AI Model Hub Service Degradation and Increased Error Rate

Incident Report for IONOS Cloud

Postmortem

What happened: On November 26, 2025, at 12:19 UTC, we observed a decline in usage-related metrics in our AI Model Hub. This was a result of connectivity issues in the secure connection to our backend inference engines.

What we did: After resolving the configuration issue the environment recovered.

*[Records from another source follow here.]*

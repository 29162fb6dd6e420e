use std::sync::atomic::{AtomicU64, Ordering};

use crate::backend::BackendKind;

/// Read-only view of the pipeline counters.
#[derive(Debug, Clone, Copy, PartialEq, Eq)]
pub struct StreamingDiagnostics {
    pub enqueued: u64,
    pub uploaded: u64,
    pub uploaded_bytes: u64,
    pub staged_uploads: u64,
    pub fallback_uploads: u64,
    pub dropped_invalid: u64,
    pub deferred: u64,
    pub backend_resets: u64,
    /// Requests waiting in the admission queue.
    pub pending: usize,
    /// Staged regions whose fences have not been observed yet.
    pub in_flight: usize,
    pub active_backend: BackendKind,
}

/// Monotonic counters. Producers bump `enqueued` from any thread; everything
/// else is written by the render thread.
#[derive(Debug, Default)]
pub struct StreamingCounters {
    enqueued: AtomicU64,
    uploaded: AtomicU64,
    uploaded_bytes: AtomicU64,
    staged_uploads: AtomicU64,
    fallback_uploads: AtomicU64,
    dropped_invalid: AtomicU64,
    deferred: AtomicU64,
    backend_resets: AtomicU64,
}

impl StreamingCounters {
    pub fn on_enqueued(&self) {
        self.enqueued.fetch_add(1, Ordering::Relaxed);
    }

    pub fn on_staged_upload(&self, bytes: u64) {
        self.staged_uploads.fetch_add(1, Ordering::Relaxed);
        self.on_uploaded(bytes);
    }

    pub fn on_direct_upload(&self, bytes: u64) {
        self.fallback_uploads.fetch_add(1, Ordering::Relaxed);
        self.on_uploaded(bytes);
    }

    fn on_uploaded(&self, bytes: u64) {
        self.uploaded.fetch_add(1, Ordering::Relaxed);
        self.uploaded_bytes.fetch_add(bytes, Ordering::Relaxed);
    }

    pub fn on_rejected(&self) {
        self.dropped_invalid.fetch_add(1, Ordering::Relaxed);
    }

    pub fn on_deferred(&self) {
        self.deferred.fetch_add(1, Ordering::Relaxed);
    }

    pub fn on_backend_reset(&self) {
        self.backend_resets.fetch_add(1, Ordering::Relaxed);
    }

    pub fn snapshot(
        &self,
        pending: usize,
        in_flight: usize,
        active_backend: BackendKind,
    ) -> StreamingDiagnostics {
        StreamingDiagnostics {
            enqueued: self.enqueued.load(Ordering::Relaxed),
            uploaded: self.uploaded.load(Ordering::Relaxed),
            uploaded_bytes: self.uploaded_bytes.load(Ordering::Relaxed),
            staged_uploads: self.staged_uploads.load(Ordering::Relaxed),
            fallback_uploads: self.fallback_uploads.load(Ordering::Relaxed),
            dropped_invalid: self.dropped_invalid.load(Ordering::Relaxed),
            deferred: self.deferred.load(Ordering::Relaxed),
            backend_resets: self.backend_resets.load(Ordering::Relaxed),
            pending,
            in_flight,
            active_backend,
        }
    }
}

What we are doing to avoid recurrence:

  • To spot a decline in usage metrics more quickly, we have updated our alerting thresholds.
  • Automatic health checks will be expanded.
Posted Nov 26, 2025 - 14:24 UTC

Resolved

All metrics have returned to baseline. We are marking this incident as resolved. We will publish a Root Cause Analysis here shortly.
Posted Nov 26, 2025 - 13:46 UTC

Monitoring

The Infrastructure Team has deployed the fix, and we are seeing improvements in availability. We are monitoring the situation until all metrics return to expected baselines.
Posted Nov 26, 2025 - 13:28 UTC

Identified

We have identified a connectivity issue preventing communication to the inferencing backends. The Infrastructure Team is currently working on a fix. We will provide the next update by 13:45 UTC.
Posted Nov 26, 2025 - 13:15 UTC

Update

We are updating the impact to outage. The AI Model Hub Team is currently investigating and is working to restore the service as quickly as possible. We will post the next update here 13:15 UTC latest.
Posted Nov 26, 2025 - 12:43 UTC

Update

We are continuing to investigate this issue.
Posted Nov 26, 2025 - 12:40 UTC

Investigating

We are currently investigating increased error rate in our AI Model Hub.
Posted Nov 26, 2025 - 12:40 UTC
This incident affected: Global Services (AI Model Hub).